The judge had rejected AFM's request to include those claims in further response to the insurance company's dismissal bid but said it "is not obviously futile" to let the company present a different theory for why Motorists should cover its losses.
AFM's attorney, Glenn Udell of Brown Udell Pomerantz & Delrahim Ltd., told Law360 on Wednesday his client intends to file an amended complaint in the case because "we don't feel the judge's decision, at the end of the day, is dispositive of the lawsuit we filed."
"We believe the exclusion was granted by the Illinois Department of Insurance based on false pretenses to clarify existing coverage, as opposed to a change and removal of existing coverage," he said.
Representatives for the insurance company declined to comment Wednesday.
AFM, which has 52 stores across Illinois and Indiana, launched its lawsuit in June claiming Motorists had wrongfully cited its virus exclusion to deny coverage for losses it incurred after Illinois Gov. J.B. Pritzker and Indiana Gov. Eric Holcomb entered emergency orders that caused nonessential businesses to close in light of the novel coronavirus pandemic.
The mattress company argued Motorists incorrectly pointed to the exclusion because its losses were caused by the governors' shutdown orders, not the virus itself. But that argument failed to persuade Judge Shah, who noted that AFM's own complaint undermined its claim.
"[T]he complaint alleges that [AFM's] losses were due to both the virus and the shutdown orders that followed," he said. "Moreover, civil authority coverage does not exist in a vacuum — there is always some underlying cause of loss that triggers the government action, and the policy must cover that underlying cause for civil authority coverage to apply."

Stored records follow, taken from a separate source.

//! Insert, delete and reorder whole bars

use crate::error::{EditorError, Result};
use crate::models::{Position, TimeSignature};
use crate::store::{GuitarStack, TabStore, TimeSignatureTimeline};
use serde::{Deserialize, Serialize};

/// A derived bar: `[start, end)` under one time signature
#[derive(Debug, Clone, Copy, PartialEq, Eq, Serialize, Deserialize)]
#[serde(rename_all = "camelCase")]
pub struct Bar {
    pub start: Position,
    pub end: Position,
    pub time_signature: TimeSignature,
}

impl Bar {
    pub fn size(&self) -> Position {
        self.end - self.start
    }

    pub fn contains(&self, position: Position) -> bool {
        position >= self.start && position < self.end
    }
}

/// Bar-level editing over a `TabStore`
///
/// The only state kept here is the new-bar watermark, which lets the
/// document grow one empty bar at a time past its last note.
#[derive(Debug, Clone, Default, PartialEq, Eq)]
pub struct BarManager {
    new_bar_start: Position,
}

impl BarManager {
    pub fn new() -> Self {
        Self::default()
    }

    pub fn new_bar_start(&self) -> Position {
        self.new_bar_start
    }

    /// Every bar up to the last note or the watermark, whichever is later
    pub fn bars(&self, tab: &TabStore) -> Result<Vec<Bar>> {
        let limit = self.new_bar_start.max(tab.guitar.last_position());
        let mut bars = Vec::new();
        let mut start = Position::ZERO;
        while start <= limit {
            let bar = bar_at(&tab.timeline, start)?;
            start = bar.end;
            bars.push(bar);
        }
        Ok(bars)
    }

    /// Padded grid columns of one bar
    pub fn bar_stacks(&self, tab: &TabStore, bar: &Bar, subunit: Position) -> Vec<GuitarStack> {
        tab.guitar.stacks_in(bar.start, bar.end, subunit)
    }

    /// Index of the bar containing `position`
    ///
    /// Positions past the last derived bar are counted as if the piece
    /// carried on in its last signature.
    pub fn get_bar_index_at(&self, tab: &TabStore, position: Position) -> Result<usize> {
        if position.is_negative() {
            return Err(EditorError::InvariantViolation(format!(
                "no bar at negative position {}",
                position
            )));
        }
        let mut index = 0;
        let mut start = Position::ZERO;
        loop {
            let bar = bar_at(&tab.timeline, start)?;
            if bar.contains(position) {
                return Ok(index);
            }
            start = bar.end;
            index += 1;
        }
    }

    /// Move the watermark past the last bar, adding one empty bar
    pub fn new_bar_click(&mut self, tab: &TabStore) -> Result<()> {
        if let Some(last) = self.bars(tab)?.last() {
            self.new_bar_start = last.end;
            log::debug!("new_bar_click: watermark at {}", self.new_bar_start);
        }
        Ok(())
    }

    /// Open an empty bar at `start`; returns its size
    ///
    /// The gap is sized by the signature in force just before `start`, so
    /// that a change anchored at `start` stays with the bar it introduces.
    pub fn insert_bar(&mut self, tab: &mut TabStore, start: Position) -> Result<Position> {
        check_position(start)?;
        let size = bar_size(&tab.timeline, start, true)?;
        log::debug!("insert_bar: {} beats at {}", size, start);
        self.open_gap(tab, start, size);
        Ok(size)
    }

    /// Remove the bar starting at `start` and close the gap; returns its size
    pub fn delete_bar(&mut self, tab: &mut TabStore, start: Position) -> Result<Position> {
        check_position(start)?;
        let size = bar_size(&tab.timeline, start, false)?;
        let end = start + size;
        let previous_size = if start.is_positive() {
            bar_size(&tab.timeline, start, true)?
        } else {
            Position::ZERO
        };
        log::debug!("delete_bar: [{}, {})", start, end);

        tab.guitar.delete_stacks(start, end);
        tab.guitar.ties_mut().delete_range(start, end);
        tab.annotations.delete_range(start, end);

        // a change at `start` gives way to one at `end`; without one it now
        // governs whatever moves up from `end`
        if tab.timeline.explicit_at(start).is_some() && tab.timeline.explicit_at(end).is_some() {
            tab.timeline.take_change(start);
        }
        tab.timeline.clear_between(start, end);

        tab.guitar.shift_from(start, -size);
        tab.annotations.shift_from(start, -size);
        tab.timeline.shift_time_changes(end, -size);
        dedupe_change(&mut tab.timeline, start)?;

        // an empty trailing bar that was deleted takes the watermark back
        // to the bar before it
        if self.new_bar_start >= end {
            self.new_bar_start -= size;
        } else if self.new_bar_start >= start {
            self.new_bar_start = (start - previous_size).max(Position::ZERO);
        }
        Ok(size)
    }

    /// Move the bar starting at `from_start` to `to`; returns its new start
    ///
    /// Moving forward places the bar after the bar at `to`, moving backward
    /// places it before. The bar keeps its own time signature and every
    /// other bar keeps its signature and content. Ties crossing the moved
    /// bar's edges are dropped.
    pub fn reorder_bar(&mut self, tab: &mut TabStore, from_start: Position, to: Position) -> Result<Position> {
        check_position(from_start)?;
        check_position(to)?;
        if to == from_start {
            return Ok(from_start);
        }

        let from_size = bar_size(&tab.timeline, from_start, false)?;
        let to_size = bar_size(&tab.timeline, to, false)?;
        let moving_forward = to > from_start;
        let insertion = if moving_forward { to + to_size } else { to };
        log::debug!(
            "reorder_bar: [{}, {}) to {} (insert at {})",
            from_start,
            from_start + from_size,
            to,
            insertion
        );

        let moved_sig = tab.timeline.get_time_signature_at(from_start, false)?;
        let displaced_sig = tab.timeline.get_time_signature_at(insertion, false)?;

        self.open_gap(tab, insertion, from_size);

        let after = insertion + from_size;
        if tab.timeline.get_time_signature_at(insertion, false)? != moved_sig {
            tab.timeline.insert_time_change(insertion, moved_sig)?;
            if tab.timeline.explicit_at(after).is_none() {
                tab.timeline.insert_time_change(after, displaced_sig)?;
            }
        }
        dedupe_change(&mut tab.timeline, after)?;

        let source = if moving_forward { from_start } else { from_start + from_size };
        let delta = insertion - source;
        tab.guitar.move_range(source, source + from_size, delta);
        tab.annotations.move_range(source, source + from_size, delta);

        self.delete_bar(tab, source)?;
        dedupe_change(&mut tab.timeline, source)?;

        Ok(if moving_forward { insertion - from_size } else { to })
    }

    pub fn insert_break(&self, tab: &mut TabStore, start: Position) {
        tab.line_breaks.insert(start);
    }

    pub fn join_break(&self, tab: &mut TabStore, start: Position) {
        tab.line_breaks.remove(&start);
    }

    fn open_gap(&mut self, tab: &mut TabStore, at: Position, size: Position) {
        tab.guitar.shift_from(at, size);
        tab.annotations.shift_from(at, size);
        tab.timeline.shift_time_changes(at, size);
        if self.new_bar_start >= at && self.new_bar_start > Position::ZERO {
            self.new_bar_start += size;
        }
    }
}

fn check_position(position: Position) -> Result<()> {
    if position.is_negative() {
        return Err(EditorError::InvariantViolation(format!(
            "bar edit at negative position {}",
            position
        )));
    }
    Ok(())
}

fn bar_size(timeline: &TimeSignatureTimeline, position: Position, before: bool) -> Result<Position> {
    let size = timeline.get_bar_size_at(position, before)?;
    if !size.is_positive() {
        return Err(EditorError::InvariantViolation(format!(
            "time signature at {} has an empty bar",
            position
        )));
    }
    Ok(size)
}

fn bar_at(timeline: &TimeSignatureTimeline, start: Position) -> Result<Bar> {
    let time_signature = timeline.get_time_signature_at(start, false)?;
    let size = bar_size(timeline, start, false)?;
    Ok(Bar {
        start,
        end: start + size,
        time_signature,
    })
}

/// Drop a change that repeats the signature already in force
fn dedupe_change(timeline: &mut TimeSignatureTimeline, position: Position) -> Result<()> {
    if position == Position::ZERO {
        return Ok(());
    }
    if let Some(explicit) = timeline.explicit_at(position) {
        if timeline.get_time_signature_at(position, true)? == explicit {
            timeline.delete_time_change(position);
        }
    }
    Ok(())
}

Judge Shah also rejected AFM's argument that the virus exclusion doesn't apply to COVID-19 since the virus didn't exist at the time it entered its insurance contract. Reading Motorists' policy in context, its exclusion for "any virus" applies to "all viruses that induce or are capable of inducing illness or disease," he said.

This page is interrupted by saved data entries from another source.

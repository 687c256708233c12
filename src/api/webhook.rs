// SPDX-License-Identifier: AGPL-3.0-or-later
//
// Copyright (C) 2026 Relational Network

use axum::{body::Bytes, extract::State, http::HeaderMap, Json};
use serde::Serialize;
use tracing::warn;
use utoipa::ToSchema;

use crate::{
    error::ApiError,
    signals::{ingest_signal, SignalError, SIGNATURE_HEADER},
    state::AppState,
};

/// Acknowledgement returned to the identity provider.
#[derive(Debug, Serialize, ToSchema)]
pub struct WebhookResponse {
    pub status: String,
    pub message: String,
}

#[utoipa::path(
    post,
    path = "/v1/webhooks/identity",
    tag = "Webhooks",
    request_body(content = Vec<u8>, content_type = "application/json"),
    responses(
        (status = 200, body = WebhookResponse),
        (status = 401, description = "Invalid or missing signature")
    )
)]
pub async fn identity_webhook(
    State(state): State<AppState>,
    headers: HeaderMap,
    body: Bytes,
) -> Result<Json<WebhookResponse>, ApiError> {
    let Some(secret) = state.webhook_secret.as_ref() else {
        warn!("identity webhook called but no webhook secret is configured");
        return Err(ApiError::unauthorized("Webhook is not configured"));
    };

    let signature = headers
        .get(SIGNATURE_HEADER)
        .and_then(|v| v.to_str().ok());

    let outcome = ingest_signal(
        &state.db,
        state.custody.as_deref(),
        &state.matrix,
        secret,
        &body,
        signature,
    )
    .await
    .map_err(|e| match e {
        SignalError::Unauthenticated => {
            ApiError::unauthorized("Invalid or missing webhook signature")
        }
    })?;

    Ok(Json(WebhookResponse {
        status: outcome.status.to_string(),
        message: outcome.message,
    }))
}
// SPDX-License-Identifier: AGPL-3.0-or-later
//
// Copyright (C) 2026 Relational Network

//! Verification status machine.
//!
//! The per-user verification state is mutated from exactly three places:
//! provider signal ingestion, the admin override path, and the user retry
//! path. Signal ingestion goes through [`transition`], a total function over
//! (current state, provider event), so every event maps to a well-defined
//! next state.

use chrono::{DateTime, Utc};
use serde::{Deserialize, Serialize};
use utoipa::ToSchema;

/// Provider-facing verification status of a user.
#[derive(Debug, Clone, Copy, PartialEq, Eq, Serialize, Deserialize, ToSchema)]
#[serde(rename_all = "snake_case")]
pub enum VerificationStatus {
    NotStarted,
    Pending,
    OnHold,
    AwaitingUser,
    AwaitingService,
    Completed,
    Failed,
    Deactivated,
    Deleted,
}

impl VerificationStatus {
    pub fn as_str(&self) -> &'static str {
        match self {
            Self::NotStarted => "not_started",
            Self::Pending => "pending",
            Self::OnHold => "on_hold",
            Self::AwaitingUser => "awaiting_user",
            Self::AwaitingService => "awaiting_service",
            Self::Completed => "completed",
            Self::Failed => "failed",
            Self::Deactivated => "deactivated",
            Self::Deleted => "deleted",
        }
    }
}

/// Final review answer from the verification provider.
#[derive(Debug, Clone, Copy, PartialEq, Eq, Serialize, Deserialize, ToSchema)]
#[serde(rename_all = "UPPERCASE")]
pub enum ReviewResult {
    Green,
    Red,
}

/// Per-user verification state.
///
/// Also serves as the known-user set for signal ingestion: registration is
/// out of scope, so a row is created lazily the first time a user touches
/// the verification surface.
#[derive(Debug, Clone, Serialize, Deserialize, ToSchema)]
pub struct UserVerification {
    pub user_id: String,
    pub status: VerificationStatus,
    pub result: Option<ReviewResult>,
    pub is_verified: bool,
    pub error_message: Option<String>,
    /// Applicant id assigned by the provider.
    pub applicant_id: Option<String>,
    /// Inspection id assigned by the provider.
    pub inspection_id: Option<String>,
    pub completed_at: Option<DateTime<Utc>>,
    pub created_at: DateTime<Utc>,
    pub updated_at: DateTime<Utc>,
}

impl UserVerification {
    pub fn new(user_id: impl Into<String>, now: DateTime<Utc>) -> Self {
        Self {
            user_id: user_id.into(),
            status: VerificationStatus::NotStarted,
            result: None,
            is_verified: false,
            error_message: None,
            applicant_id: None,
            inspection_id: None,
            completed_at: None,
            created_at: now,
            updated_at: now,
        }
    }

    /// Retry is allowed only from failed/error states.
    pub fn can_retry(&self) -> bool {
        self.status == VerificationStatus::Failed || self.error_message.is_some()
    }

    /// Reset to `not_started` for a user-initiated retry.
    pub fn reset_for_retry(&mut self, now: DateTime<Utc>) {
        self.status = VerificationStatus::NotStarted;
        self.result = None;
        self.is_verified = false;
        self.error_message = None;
        self.completed_at = None;
        self.updated_at = now;
    }
}

/// Provider signal event types.
#[derive(Debug, Clone, Copy, PartialEq, Eq)]
pub enum ProviderEvent {
    Created,
    Activated,
    Pending,
    Reviewed,
    OnHold,
    AwaitingUser,
    AwaitingService,
    WorkflowCompleted,
    WorkflowFailed,
    Reset,
    Deactivated,
    Deleted,
}

impl ProviderEvent {
    /// Parse the provider's wire event type. Unknown types return `None`
    /// and are acknowledged without mutation.
    pub fn parse(raw: &str) -> Option<Self> {
        match raw {
            "applicantCreated" => Some(Self::Created),
            "applicantActivated" => Some(Self::Activated),
            "applicantPending" => Some(Self::Pending),
            "applicantReviewed" => Some(Self::Reviewed),
            "applicantOnHold" => Some(Self::OnHold),
            "applicantAwaitingUser" => Some(Self::AwaitingUser),
            "applicantAwaitingService" => Some(Self::AwaitingService),
            "applicantWorkflowCompleted" => Some(Self::WorkflowCompleted),
            "applicantWorkflowFailed" => Some(Self::WorkflowFailed),
            "applicantReset" => Some(Self::Reset),
            "applicantDeactivated" => Some(Self::Deactivated),
            "applicantDeleted" => Some(Self::Deleted),
            _ => None,
        }
    }
}

/// Review outcome attached to terminal provider events.
#[derive(Debug, Clone, Default)]
pub struct ReviewOutcome {
    pub answer: Option<ReviewResult>,
    pub reject_labels: Vec<String>,
}

/// Computed next state for a (state, event) pair.
#[derive(Debug, Clone, PartialEq)]
pub struct Transition {
    pub status: VerificationStatus,
    pub result: Option<ReviewResult>,
    pub is_verified: bool,
    pub error_message: Option<String>,
    /// Whether `completed_at` should be stamped with the transition time.
    pub stamps_completed_at: bool,
}

/// Total transition function over (current state, provider event).
pub fn transition(
    current: &UserVerification,
    event: ProviderEvent,
    review: &ReviewOutcome,
) -> Transition {
    match event {
        ProviderEvent::Created | ProviderEvent::Pending => Transition {
            status: VerificationStatus::Pending,
            result: None,
            is_verified: false,
            error_message: None,
            stamps_completed_at: false,
        },
        ProviderEvent::Activated | ProviderEvent::Reset => Transition {
            status: VerificationStatus::NotStarted,
            result: None,
            is_verified: false,
            error_message: None,
            stamps_completed_at: false,
        },
        ProviderEvent::OnHold => Transition {
            status: VerificationStatus::OnHold,
            result: current.result,
            is_verified: false,
            error_message: current.error_message.clone(),
            stamps_completed_at: false,
        },
        // Waiting states keep the current verdict.
        ProviderEvent::AwaitingUser => Transition {
            status: VerificationStatus::AwaitingUser,
            result: current.result,
            is_verified: current.is_verified,
            error_message: current.error_message.clone(),
            stamps_completed_at: false,
        },
        ProviderEvent::AwaitingService => Transition {
            status: VerificationStatus::AwaitingService,
            result: current.result,
            is_verified: current.is_verified,
            error_message: current.error_message.clone(),
            stamps_completed_at: false,
        },
        ProviderEvent::Reviewed | ProviderEvent::WorkflowCompleted => match review.answer {
            Some(ReviewResult::Green) => Transition {
                status: VerificationStatus::Completed,
                result: Some(ReviewResult::Green),
                is_verified: true,
                error_message: None,
                stamps_completed_at: true,
            },
            Some(ReviewResult::Red) => Transition {
                status: VerificationStatus::Completed,
                result: Some(ReviewResult::Red),
                is_verified: false,
                error_message: rejection_message("Rejected", &review.reject_labels),
                stamps_completed_at: true,
            },
            // Review concluded without a verdict: record completion, keep
            // whatever verdict we already hold.
            None => Transition {
                status: VerificationStatus::Completed,
                result: current.result,
                is_verified: current.is_verified,
                error_message: current.error_message.clone(),
                stamps_completed_at: false,
            },
        },
        ProviderEvent::WorkflowFailed => Transition {
            status: VerificationStatus::Failed,
            result: Some(ReviewResult::Red),
            is_verified: false,
            error_message: rejection_message("Failed", &review.reject_labels),
            stamps_completed_at: false,
        },
        ProviderEvent::Deactivated => Transition {
            status: VerificationStatus::Deactivated,
            result: current.result,
            is_verified: false,
            error_message: current.error_message.clone(),
            stamps_completed_at: false,
        },
        ProviderEvent::Deleted => Transition {
            status: VerificationStatus::Deleted,
            result: current.result,
            is_verified: false,
            error_message: current.error_message.clone(),
            stamps_completed_at: false,
        },
    }
}

fn rejection_message(prefix: &str, labels: &[String]) -> Option<String> {
    if labels.is_empty() {
        None
    } else {
        Some(format!("{prefix}: {}", labels.join(", ")))
    }
}
// SPDX-License-Identifier: AGPL-3.0-or-later
//
// Copyright (C) 2026 Relational Network

//! Inbound verification signals from the identity provider.
//!
//! Signals arrive as webhooks authenticated with an HMAC-SHA256 digest over
//! the raw body. Authentication is the only hard gate: once a signal is
//! authentic it is always acknowledged, even when malformed or aimed at an
//! unknown subject, so the provider never retries into an error loop. Every
//! authentic signal is recorded raw before interpretation.

use hmac::{Hmac, Mac};
use serde::Deserialize;
use sha2::Sha256;
use tracing::{info, warn};

use crate::custody::CustodyProvider;
use crate::storage::{AuditAction, AuditLogEntry, OnboardingDb, SignalEvent};
use crate::verification::{transition, ProviderEvent, ReviewOutcome, ReviewResult};
use crate::wallets::{provision_wallets, MatrixEntry, ProvisionError};

/// Header carrying the hex HMAC-SHA256 digest of the raw body.
pub const SIGNATURE_HEADER: &str = "x-payload-digest";

/// Prefix mapping internal user ids to the provider's external subject ids.
const EXTERNAL_ID_PREFIX: &str = "user_";

#[derive(Debug, thiserror::Error)]
pub enum SignalError {
    #[error("Invalid or missing webhook signature")]
    Unauthenticated,
}

/// External subject id registered with the provider for a user.
pub fn external_user_id(user_id: &str) -> String {
    format!("{EXTERNAL_ID_PREFIX}{user_id}")
}

/// Inverse of [`external_user_id`]; `None` for foreign subject ids.
pub fn user_id_from_external(external_id: &str) -> Option<&str> {
    external_id.strip_prefix(EXTERNAL_ID_PREFIX)
}

/// Provider webhook payload. Unknown fields are preserved in the raw log,
/// not here.
#[derive(Debug, Deserialize)]
#[serde(rename_all = "camelCase")]
struct SignalPayload {
    #[serde(rename = "type")]
    event_type: String,
    #[serde(default)]
    external_user_id: Option<String>,
    #[serde(default)]
    applicant_id: Option<String>,
    #[serde(default)]
    inspection_id: Option<String>,
    #[serde(default)]
    correlation_id: Option<String>,
    #[serde(default)]
    level_name: Option<String>,
    #[serde(default)]
    review_status: Option<String>,
    #[serde(default)]
    review_result: Option<ReviewResultPayload>,
    #[serde(default)]
    sandbox_mode: bool,
}

#[derive(Debug, Deserialize)]
#[serde(rename_all = "camelCase")]
struct ReviewResultPayload {
    #[serde(default)]
    review_answer: Option<ReviewResult>,
    #[serde(default)]
    reject_labels: Vec<String>,
}

/// Acknowledgement returned to the provider plus side-effect accounting.
#[derive(Debug)]
pub struct IngestOutcome {
    pub status: &'static str,
    pub message: String,
    /// Whether the signal produced a verification state change.
    pub mutated: bool,
    pub wallets_provisioned: usize,
    pub provisioning_failures: usize,
}

impl IngestOutcome {
    fn ack(message: impl Into<String>, mutated: bool) -> Self {
        Self {
            status: "ok",
            message: message.into(),
            mutated,
            wallets_provisioned: 0,
            provisioning_failures: 0,
        }
    }

    fn error(message: impl Into<String>) -> Self {
        Self {
            status: "error",
            message: message.into(),
            mutated: false,
            wallets_provisioned: 0,
            provisioning_failures: 0,
        }
    }
}

/// Verify the hex HMAC-SHA256 digest over the raw body. Comparison is
/// constant-time via the mac's own verifier.
pub fn verify_signature(secret: &[u8], body: &[u8], signature_hex: &str) -> bool {
    let Ok(expected) = hex::decode(signature_hex.trim()) else {
        return false;
    };
    let Ok(mut mac) = Hmac::<Sha256>::new_from_slice(secret) else {
        return false;
    };
    mac.update(body);
    mac.verify_slice(&expected).is_ok()
}

/// Process one inbound signal end to end: authenticate, record, interpret,
/// transition, and trigger first-verification wallet provisioning.
pub async fn ingest_signal<C: CustodyProvider>(
    db: &OnboardingDb,
    custody: Option<&C>,
    matrix: &[MatrixEntry],
    secret: &[u8],
    body: &[u8],
    signature: Option<&str>,
) -> Result<IngestOutcome, SignalError> {
    let signature = signature.ok_or(SignalError::Unauthenticated)?;
    if !verify_signature(secret, body, signature) {
        return Err(SignalError::Unauthenticated);
    }

    let raw: serde_json::Value = match serde_json::from_slice(body) {
        Ok(value) => value,
        Err(e) => {
            warn!(%e, "authenticated signal body was not valid JSON");
            // Still worth a log entry: keep the body as a lossy string.
            let lossy = serde_json::Value::String(String::from_utf8_lossy(body).into_owned());
            record_event(db, &lossy, None, "unparseable", false);
            return Ok(IngestOutcome::error("unparseable payload"));
        }
    };
    let payload: SignalPayload = match serde_json::from_value(raw.clone()) {
        Ok(payload) => payload,
        Err(e) => {
            warn!(%e, "authenticated signal payload missing required fields");
            record_event(db, &raw, None, "unknown", false);
            return Ok(IngestOutcome::error("unparseable payload"));
        }
    };

    let user_id = payload
        .external_user_id
        .as_deref()
        .and_then(user_id_from_external)
        .map(str::to_string);

    let Some(event) = ProviderEvent::parse(&payload.event_type) else {
        info!(event_type = payload.event_type, "ignoring unknown signal type");
        record_event(db, &raw, user_id.as_deref(), &payload.event_type, false);
        return Ok(IngestOutcome::ack("event type not handled", false));
    };

    let Some(user_id) = user_id else {
        warn!(
            external_user_id = payload.external_user_id.as_deref().unwrap_or(""),
            "signal subject is not one of ours"
        );
        record_event(db, &raw, None, &payload.event_type, false);
        return Ok(IngestOutcome::ack("unknown subject", false));
    };

    let state = match db.get_user_verification(&user_id) {
        Ok(Some(state)) => state,
        Ok(None) => {
            warn!(user_id, "signal for user we have never seen");
            record_event(db, &raw, Some(&user_id), &payload.event_type, false);
            return Ok(IngestOutcome::ack("unknown subject", false));
        }
        Err(e) => {
            warn!(user_id, %e, "cannot load verification state");
            return Ok(IngestOutcome::error("storage failure"));
        }
    };

    let review = payload
        .review_result
        .as_ref()
        .map(|r| ReviewOutcome {
            answer: r.review_answer,
            reject_labels: r.reject_labels.clone(),
        })
        .unwrap_or_default();

    let next = transition(&state, event, &review);
    let now = chrono::Utc::now();

    let mut updated = state.clone();
    updated.status = next.status;
    updated.result = next.result;
    updated.is_verified = next.is_verified;
    updated.error_message = next.error_message;
    if next.stamps_completed_at && updated.completed_at.is_none() {
        updated.completed_at = Some(now);
    }
    if payload.applicant_id.is_some() {
        updated.applicant_id = payload.applicant_id.clone();
    }
    if payload.inspection_id.is_some() {
        updated.inspection_id = payload.inspection_id.clone();
    }
    updated.updated_at = now;

    // A green verdict completes the identity step; the record update rides
    // in the same commit as the status change.
    let record = if updated.is_verified && !state.is_verified {
        match db.get_record(&user_id) {
            Ok(Some(mut record)) if !record.is_step_complete(2) => {
                record.mark_step(2, now);
                record.evaluate_completion(now);
                Some(record)
            }
            Ok(_) => None,
            Err(e) => {
                warn!(user_id, %e, "cannot load verification record");
                None
            }
        }
    } else {
        None
    };

    let audit = AuditLogEntry::new(&user_id, "system", AuditAction::StatusChanged)
        .with_status_change(Some(state.status), updated.status)
        .with_result_change(state.result, updated.result)
        .with_comment(format!("Provider signal: {}", payload.event_type));
    if let Err(e) = db.commit_verification(&updated, record.as_ref(), audit) {
        warn!(user_id, %e, "cannot persist verification transition");
        return Ok(IngestOutcome::error("storage failure"));
    }
    record_event(db, &raw, Some(&user_id), &payload.event_type, true);

    info!(
        user_id,
        event_type = payload.event_type,
        status = updated.status.as_str(),
        verified = updated.is_verified,
        "verification signal applied"
    );

    let mut outcome = IngestOutcome::ack("signal applied", true);
    if updated.is_verified {
        if let Some(custody) = custody {
            match provision_wallets(db, custody, matrix, &user_id).await {
                Ok(run) => {
                    outcome.wallets_provisioned = run.created.len();
                    outcome.provisioning_failures = run.failures.len();
                }
                // User already holds wallets; nothing to do on re-approval.
                Err(ProvisionError::AlreadyProvisioned) => {}
                Err(e) => {
                    warn!(user_id, %e, "wallet provisioning after verification failed");
                    outcome.provisioning_failures = matrix.len();
                }
            }
        }
    }

    Ok(outcome)
}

"There's no temporal limitation in the policy on when a given virus must have come into existence to be included in the virus exclusion, and nothing in the text suggests that the parties intended the exclusion to apply only to viruses that existed at the time they entered into the policy," the judge said.
AFM is represented by Glenn Udell, Michael Pomerantz and Bryan King of Brown, Udell & Pomerantz Ltd.
Motorists is represented by Patrick Hofer of Clyde & Co. US LLP and Timothy Reed of Molzahn Reed & Rouse LLC.
The case is AFM Mattress Company LLC v. Motorists Commercial Mutual Insurance Company, case number 1:20-cv-03556, in the U.S. District Court for the Northern District of Illinois.